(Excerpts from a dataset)

——————

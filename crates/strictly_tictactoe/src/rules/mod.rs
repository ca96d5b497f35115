//! Game rules for tic-tac-toe.
//!
//! This module contains pure functions for evaluating game state
//! according to tic-tac-toe rules. Rules are separated from board
//! storage to enable composition into contract systems.

pub mod draw;
pub mod win;

pub use draw::{is_draw, is_full};
pub use win::{WIN_LINES, check_winner, winning_line};

use super::{Board, GameStatus};

/// Derives the status a board implies: a completed line wins, otherwise a
/// full board is a draw.
pub fn evaluate(board: &Board) -> GameStatus {
    match check_winner(board) {
        Some(player) => GameStatus::Won(player),
        None if is_full(board) => GameStatus::Draw,
        None => GameStatus::InProgress,
    }
}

——————

## WHAT THIS TASK INVOLVES
Reproduce all of the data above, exactly and without omission.

## TASK OUTPUT
filename crates/strictly_tictactoe/src/rules/mod.rs
repository ca96d5b497f35115
//! Game rules for tic-tac-toe.
//!
//! This module contains pure functions for evaluating game state
//! according to tic-tac-toe rules. Rules are separated from board
//! storage to enable composition into contract systems.

pub mod draw;
pub mod win;

pub use draw::{is_draw, is_full};
pub use win::{WIN_LINES, check_winner, winning_line};

use super::{Board, GameStatus};

/// Derives the status a board implies: a completed line wins, otherwise a
/// full board is a draw.
pub fn evaluate(board: &Board) -> GameStatus {
    match check_winner(board) {
        Some(player) => GameStatus::Won(player),
        None if is_full(board) => GameStatus::Draw,
        None => GameStatus::InProgress,
    }
}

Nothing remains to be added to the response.